So in the comments and as we go through this discussion, we discussing the position, not the person you just happened to be messengers and representative of those who will be civil in our in our debate. But no brief said she was bringing her boxing gloves. You got to watch out. Civil violence, I guess. Yeah. You know, you know, community people were all just so terrible.

Like so aggressive was really a nasty bit of gingery. Really just rough, rough and tumble. Crowd. All right, Laura, I'm going to ask you to start. You are representing leave them that for lurkers. We should we should let them let them lie. What are what are your opening thoughts on on that position. Okay. Yeah. So I don't necessarily love just at the outset saying leave them.

I would first want to seek to understand them and try to do whatever I could or whatever Whomever the community manager is, is to see if you can reach out and serve them, identify them, figure out, make sure that they are getting what they need out of the community. So that's a little bit more sad than just leaving them be because that kind of feels like ignoring them.

But I wouldn't necessarily seek to change them or change their behavior. And Leslie looks confused. The three I kind of have three main reasons for that. The first one is that in setting up a community of value that I really want to bring is psychological safety. And I feel like that is such a fragile concept and I would not want to rock the boat by having any fear that you're going to get kicked out or any kind of expectation or create even just the slightest feeling of guilt of like, Oh, I need to engage.

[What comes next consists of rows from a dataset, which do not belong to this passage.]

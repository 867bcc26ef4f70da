use mentorhub_application::UserAdminService;
use mentorhub_domain::PermissionResolver;

/// Shared application state.
#[derive(Clone)]
pub struct AppState {
    pub user_admin_service: UserAdminService,
    pub resolver: PermissionResolver,
    pub access_fallback_route: String,
    pub frontend_url: String,
    pub bootstrap_token: String,
}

And so that psychological safety is really important to me, as is inclusivity. I was the community manager in a community of parents of children who are twice exceptional, which we will not get into that. But and there are a lot of parents and members who disclosed in one on one conversations to me that they were either on the autism spectrum or had dyslexia or just introverted or suffered from social anxiety and didn't feel that same comfort or ease to engage that many neurotypical people take for granted, or even just extroverted people.

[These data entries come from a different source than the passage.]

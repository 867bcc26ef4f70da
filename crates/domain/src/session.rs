use serde::{Deserialize, Serialize};

use crate::{PermissionBundle, PermissionResolver, Role};

/// Role state of the acting subject as seen by permission consumers.
///
/// While loading, the snapshot carries the guest role and guest bundle so
/// that nothing is granted before the real role arrives.
#[derive(Debug, Clone, Copy, PartialEq, Eq, Serialize, Deserialize)]
pub struct SessionRole {
    role: Role,
    permissions: PermissionBundle,
    loading: bool,
}

impl SessionRole {
    /// Returns the snapshot used while a role fetch is pending.
    #[must_use]
    pub fn loading(resolver: &PermissionResolver) -> Self {
        Self {
            role: Role::Guest,
            permissions: *resolver.permissions_for(Role::Guest),
            loading: true,
        }
    }

    /// Returns a settled snapshot for a resolved role.
    #[must_use]
    pub fn ready(role: Role, resolver: &PermissionResolver) -> Self {
        Self {
            role,
            permissions: *resolver.permissions_for(role),
            loading: false,
        }
    }

    /// Returns the resolved role, guest while loading.
    #[must_use]
    pub fn role(&self) -> Role {
        self.role
    }

    /// Returns the permission bundle of the resolved role.
    #[must_use]
    pub fn permissions(&self) -> &PermissionBundle {
        &self.permissions
    }

    /// Returns whether the role fetch is still pending.
    #[must_use]
    pub fn is_loading(&self) -> bool {
        self.loading
    }
}

#[cfg(test)]
mod tests {
    use crate::{PermissionResolver, Role};

    use super::SessionRole;

    #[test]
    fn loading_snapshot_is_least_privileged() {
        let resolver = PermissionResolver::default();
        let snapshot = SessionRole::loading(&resolver);

        assert!(snapshot.is_loading());
        assert_eq!(snapshot.role(), Role::Guest);
        assert_eq!(snapshot.permissions(), resolver.permissions_for(Role::Guest));
    }

    #[test]
    fn ready_snapshot_carries_role_bundle() {
        let resolver = PermissionResolver::default();
        let snapshot = SessionRole::ready(Role::Moderator, &resolver);

        assert!(!snapshot.is_loading());
        assert!(snapshot.permissions().suspend_users);
    }
}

So being sensitive to their preferences and their needs feels really important to me. So just be this welcoming, inclusive space. And then the last reason I would say is that it often depends on the member journey. Sometimes you can like there's tend to be like a sweet spot of when like you are ideally matched for the community that you may have joined, like it's serving exactly what you need at that time.

And there can be other times where you might benefit from learning something. You might enjoy listening to a conversation, but it so you don't necessarily want to leave, but it may just not be something that is serving you that season of life or you could have a time where life is just really busy. I've joined communities when the open cart window has opened, that was the only chance to get in.

I knew that like for me personally, it was a really busy season, but I just jumped in anyway. So I guess if we could refine, leave to understand and respect them and that I think that summarizes my position quickly. I like it though. That was a very, very succinct, eloquently put lots more to unpack and get into that I got I have follow up questions, but we're going to we're going to go down the line here.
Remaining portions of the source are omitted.